Fiche identité coureur :
Nom : TATARD
Prénom : Jeff
Date de naissance : 18 décembre 1980
Catégorie : Sénior Homme
Club : EFCVO – Team Boutique Marathon ASICS
Taille : 176cm
Poids : 68kilos
Palmarès :
- 2h34’ au marathon,
- 3ème du 100kms de MILLAU 2014,
- 6ème de l’ECOTRAIL 2013,
- 2ème français au marathon de Florence 2012 et au semi-marathon de Barcelone 2013,
- 3ème du championnat de France de semi marathon par équipe 2011
Introduction :
Bonjour Jeff et un grand merci de prendre quelques minutes pour répondre à ces questions.
Si je t’ai sollicité pour cette petite interview c’est qu’au-delà de tes performances sportives remarquables, tu fais preuve d’un très grand recul sur la pratique de la course à pied en cherchant toujours à t’adapter du mieux possible à la situation toujours en restant à l’écoute de ton corps et faisant évoluer sans cesse ton entraînement en fonction de ta forme, de tes blessures et de tes objectifs. Et ce, toujours avec le sourire et le plaisir de courir. Une belle philosophie que j’aimerais que tu fasses partager à nos lecteurs au travers tes réponses à ces quelques questions.
Je sais que depuis une petite année, tu as dû faire face à pas mal de blessures différentes, surement toutes un peu liées. Peux-tu nous en dire un peu plus sur ces blessures. Quand sont-elles arrivées ? Quelles sont-elles ?
Même si j’ai beaucoup couru dans les jeunes catégories et que j’avais d’ailleurs de bons résultats, je n’ai vraiment rechaussé les runnings, qu’en 2009 à 28 ans. Pendant toutes ces années, j’ai fait du vélo à un bon niveau national. Alors au début quand tu recommences à courir, c’est grisant. Tu progresses vite et tu améliores tes chronos à chaque course. Mais ta vision de ce sport par rapport au cyclisme est biaisée. Tu crois que tu peux faire des compétitions tous les week-end; que tu vas pouvoir courir une ou même deux heures d’emblée comme ça de but en blanc; et que tu pourras y retourner le lendemain, puis le surlendemain. Mais ton corps va vite te rappeler à l’ordre.
La course à pied est traumatisante et va t’obliger à redécouvrir ton anatomie. Ainsi, jusqu’en 2013, j’ai profité d’une belle courbe de progression jusqu’à faire parti des 50 meilleurs français sur marathon et des 10 meilleurs sur 100 kms. Et c’est vraiment à ce moment là que j’ai connu ma première vraie blessure. Une aponévrosite plantaire ! Depuis je n’ai jamais vraiment retrouvé mon niveau et ai enchaîné les ennuis physiques (sciatique et pubalgie).

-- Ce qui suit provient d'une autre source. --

//! Custodial value-accounting vault.
//!
//! Depositors hold fungible share claims against a pool of value deployed
//! into an external yield-bearing position. An operator harvests a
//! performance fee against a high-water mark, and if the position becomes
//! impaired a one-way crisis state machine (emergency → recovery) winds the
//! vault down against a frozen pro-rata snapshot so loss is shared equally
//! regardless of claim order.
//!
//! The ledger is a single owned [`VaultAccount`] aggregate; the external
//! position is an injected [`TargetPosition`] strategy chosen at
//! construction; restricted operations check an explicit capability table;
//! and every mutating entry point runs under a call-scoped reentrancy flag.

pub mod constants;
pub mod error;
pub mod events;
pub mod math;
pub mod operations;
pub mod state;
pub mod target;

pub use error::{Result, VaultError};
pub use math::Rounding;
pub use operations::harvest::HarvestOutcome;
pub use operations::view::VaultSnapshot;
pub use state::{Address, Capability, VaultAccount, VaultConfig};
pub use target::{InMemoryTarget, TargetPosition};

/// A vault: the owned ledger aggregate plus the injected target position.
///
/// All mutating operations take `&mut self`, run to completion or fail
/// without partial effects on the ledger, and serialize through the
/// reentrancy flag.
pub struct Vault<T: TargetPosition> {
    pub(crate) account: VaultAccount,
    pub(crate) target: T,
}

impl<T: TargetPosition> Vault<T> {
    pub fn new(config: VaultConfig, target: T) -> Result<Self> {
        let account = VaultAccount::new(config)?;
        Ok(Self { account, target })
    }

    /// Read access to the ledger aggregate.
    pub fn account(&self) -> &VaultAccount {
        &self.account
    }

    /// Read access to the target position.
    pub fn target(&self) -> &T {
        &self.target
    }

    /// Mutable access to the target position. Intended for tests and
    /// simulations; production callers go through the vault operations.
    pub fn target_mut(&mut self) -> &mut T {
        &mut self.target
    }

    // ---- share surface passthroughs for integrators ----

    pub fn balance_of(&self, owner: &Address) -> u64 {
        self.account.balance_of(owner)
    }

    pub fn allowance(&self, owner: &Address, spender: &Address) -> u64 {
        self.account.allowance(owner, spender)
    }

    pub fn transfer(&mut self, caller: Address, to: Address, amount: u64) -> Result<()> {
        self.account.transfer(caller, to, amount)
    }

    pub fn approve(&mut self, caller: Address, spender: Address, amount: u64) -> Result<()> {
        self.account.approve(caller, spender, amount)
    }

    // ---- reentrancy guard ----

    /// Sets the in-progress flag for a mutating call; nested entry fails
    /// fast with `ReentrantCall`.
    ///
    /// Target hooks receive no handle back to the vault, so they cannot
    /// re-enter by construction. The flag guards the other direction:
    /// integrators that expose the vault behind a callback surface of
    /// their own still get a hard failure instead of interleaved state.
    pub(crate) fn begin_mutation(&mut self) -> Result<()> {
        if self.account.entered {
            return Err(VaultError::ReentrantCall);
        }
        self.account.entered = true;
        Ok(())
    }

    pub(crate) fn end_mutation(&mut self) {
        self.account.entered = false;
    }
}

Les 100 kilomètres justement avec celui de Millau et cette très très belle perf que tu y fais en finissant 3ème. Que peux-tu nous dire sur cette course ?
« Il faut être fou… » : peut-être mille fois je l’ai entendu et pourtant, nous étions des milliers sur la ligne de départ ce dernier samedi de septembre 2014. Des coureurs venus du monde entier pour relever le défi de ce mythe. Les « 100 kilomètres de Millau » c’est une course monstrueuse aux côtes dignes du Tour de France. Même les suiveurs à vélo souffrent le martyre ! Et pas vraiment le temps d’apprécier l’un des plus beaux paysages de notre doux pays… Mais alors pourquoi ? C’est indescriptible. Cette course est unique. Ce que j’y ai ressenti je ne l’avais encore perçu nulle part ailleurs.
Si tu avais un moment à retenir à Millau, lequel serait-ce ?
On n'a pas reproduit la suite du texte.